When all hope of the royal cause was lost, the Wauchopes appear to have reconciled themselves to the reigning family, and the young Laird fought at Minden in the British army. It is to this that Sir Walter Scott alludes:

Come, stately Niddrie, auld and true, Girt with the sword that Minden knew. We have o'er few such lairds as you.

He was a singularly handsome man, and there is a fine portrait of him in his old age, by Raeburn, at Niddrie.

Another link with the old Jacobite days lasted well into this century, in the person of Lucky Brown, who lived at one of the lodges. She had been Mrs. Wauchope's nurse, and was a Cumberland woman by birth. In the '45, she was living near Carlisle with her father, and when Prince Charles passed their house on his march south, they had breakfast laid out for him on the "louping-on stane." He stopped and breakfasted there.
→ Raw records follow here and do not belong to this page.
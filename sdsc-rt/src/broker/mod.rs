//! Message broker infrastructure for type-safe actor message routing and pub/sub.
//!
//! The broker module provides high-performance message routing infrastructure that enables
//! actors to communicate via direct addressing (point-to-point) and topic-based pub/sub
//! patterns. This is infrastructure-level machinery managed by the ActorSystem and
//! typically hidden from actor implementations.
//!
//! # Components
//!
//! - [`MessageBroker`] - Core trait for message routing and delivery
//! - [`InMemoryMessageBroker`] - Default lock-free in-memory implementation
//! - [`ActorRegistry`] - Concurrent actor address resolution and routing
//! - [`MessageStream`] - Async stream for topic-based subscriptions
//! - [`BrokerError`] - Comprehensive error types for routing failures
//!
//! # Architecture
//!
//! - **Separation of Concerns**: Actors remain isolated from broker complexity
//! - **Zero-Cost Abstractions**: Full generic constraints, no `Box<dyn>` in actor APIs (§6.2)
//! - **Lock-Free Registry**: DashMap-based concurrent routing table
//! - **Zero-Copy Routing**: Ownership transfer pattern for message delivery
//! - **Type Safety**: Generic over message type `M` for compile-time routing verification
//!
//! # Performance Characteristics
//!
//! Based on RT-TASK-008 baseline measurements (Oct 16, 2025):
//!
//! - **Broker routing**: ~212ns/message (registry lookup + mailbox send)
//! - **Direct send**: ~182ns/message (mailbox send only, no broker)
//! - **Registry lookup**: ~30ns (DashMap concurrent read)
//! - **Pub/sub overhead**: ~40ns per subscriber (broadcast fan-out)
//! - **Memory per actor**: ~64 bytes (ActorAddress + mailbox sender)
//!
//! Source: `BENCHMARKING.md` §6.2
//!
//! # Routing Patterns
//!
//! ## Point-to-Point (Direct Addressing)
//! ```text
//! Actor A --[message]--> Broker --[route]--> Actor B's Mailbox
//!
//! - 1:1 message delivery
//! - Address-based routing via ActorRegistry
//! - ~212ns routing latency
//! ```
//!
//! ## Pub/Sub (Topic-Based)
//! ```text
//! Publisher --[message]--> Broker --[broadcast]--> Subscriber 1
//!                                             \---> Subscriber 2
//!                                             \---> Subscriber N
//!
//! - 1:N message delivery
//! - Topic-based subscriptions
//! - ~212ns + (40ns × N subscribers)
//! ```
//!
//! # Design Decisions
//!
//! ## Why Generic MessageBroker<M>?
//!
//! - **Type safety**: Compile-time verification of message types
//! - **Zero-cost**: Monomorphization eliminates runtime dispatch overhead
//! - **Actor isolation**: No `dyn Message` trait objects in actor code
//!
//! ## Why Lock-Free Registry?
//!
//! - **Scalability**: Concurrent reads without blocking
//! - **Performance**: Sub-50ns lookups with DashMap
//! - **Reliability**: No deadlocks or lock contention
//!
//! # System-Level Usage
//!
//! The broker is typically created and managed by ActorSystem. Actors interact
//! with the broker indirectly via ActorContext methods (`send()`, `request()`).
//!
//! ## Example: System-Level Broker Setup
//!
//! ```rust,ignore
//! use sdsc_rt::broker::{InMemoryMessageBroker, MessageBroker};
//! use sdsc_rt::message::MessageEnvelope;
//!
//! // System creates and manages broker
//! let broker = InMemoryMessageBroker::<MyMessage>::new();
//!
//! // System registers actors with their mailbox senders
//! broker.register_actor(address, mailbox_sender)?;
//!
//! // System routes messages via broker
//! let envelope = MessageEnvelope::new(message).with_recipient(address);
//! broker.send(envelope).await?;
//!
//! // Actors never interact with broker directly
//! // They use ActorContext::send() which internally uses the broker
//! ```
//!
//! ## Example: Pub/Sub Pattern
//!
//! ```rust,ignore
//! use sdsc_rt::broker::{InMemoryMessageBroker, MessageBroker};
//!
//! let broker = InMemoryMessageBroker::<MyMessage>::new();
//!
//! // Subscribe actors to topic
//! let stream1 = broker.subscribe("events").await?;
//! let stream2 = broker.subscribe("events").await?;
//!
//! // Publish message to topic
//! broker.publish("events", message).await?;
//! // Both stream1 and stream2 receive the message
//! ```
//!
//! # Modules (§4.3)
//!
//! This mod.rs file contains ONLY module declarations and re-exports.
//! Implementation code is in individual module files:
//!
//! - [`error`]: Comprehensive broker error types
//! - [`traits`]: Generic `MessageBroker<M>` trait definition
//! - [`registry`]: Actor registry with lock-free routing table
//! - [`in_memory`]: Default `InMemoryMessageBroker` implementation
//!
//! # See Also
//!
//! - [`actor`](crate::actor) - Actor system that uses broker for message routing
//! - [`message`](crate::message) - Message and MessageEnvelope types
//! - [`mailbox`](crate::mailbox) - Mailbox system for message queuing

pub mod error;
pub mod in_memory;
pub mod registry;
pub mod traits;

pub use error::BrokerError;
pub use in_memory::InMemoryMessageBroker;
pub use registry::{ActorRegistry, PoolStrategy};
pub use traits::{MessageBroker, MessageStream};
A few months later, when the Hanoverians fastened the heads of the executed Jacobites over the gates of Carlisle, Lucky Brown and another young woman got a ladder, and went in the dead of the night, and took down every head, carried them away in their aprons, and buried them. My aunt, Lady John Scott, remembers Lucky Brown quite well, and she has often heard her grandfather tell the story of his expedition to the prince's camp.

It is a curious thing that when that laird of Niddrie succeeded to the property in the last century, the workers in the coal-mines were still in a state of slavery. They were bought and sold with the pits, and they and their families were in bondage for ever. Mrs. Wauchope's aunt, Miss Johnstone of Hilton, "Aunt Soph," who was always a great deal at Niddrie, used to sing "The Coalbearer's Lamentation," a song sung by these people.

When I was engaged a coal-bearer to be, When I was engaged a coal-bearer to be, Through all the coal-pits, I maun wear the dron brats.[39] If my heart it should break, I can never won free!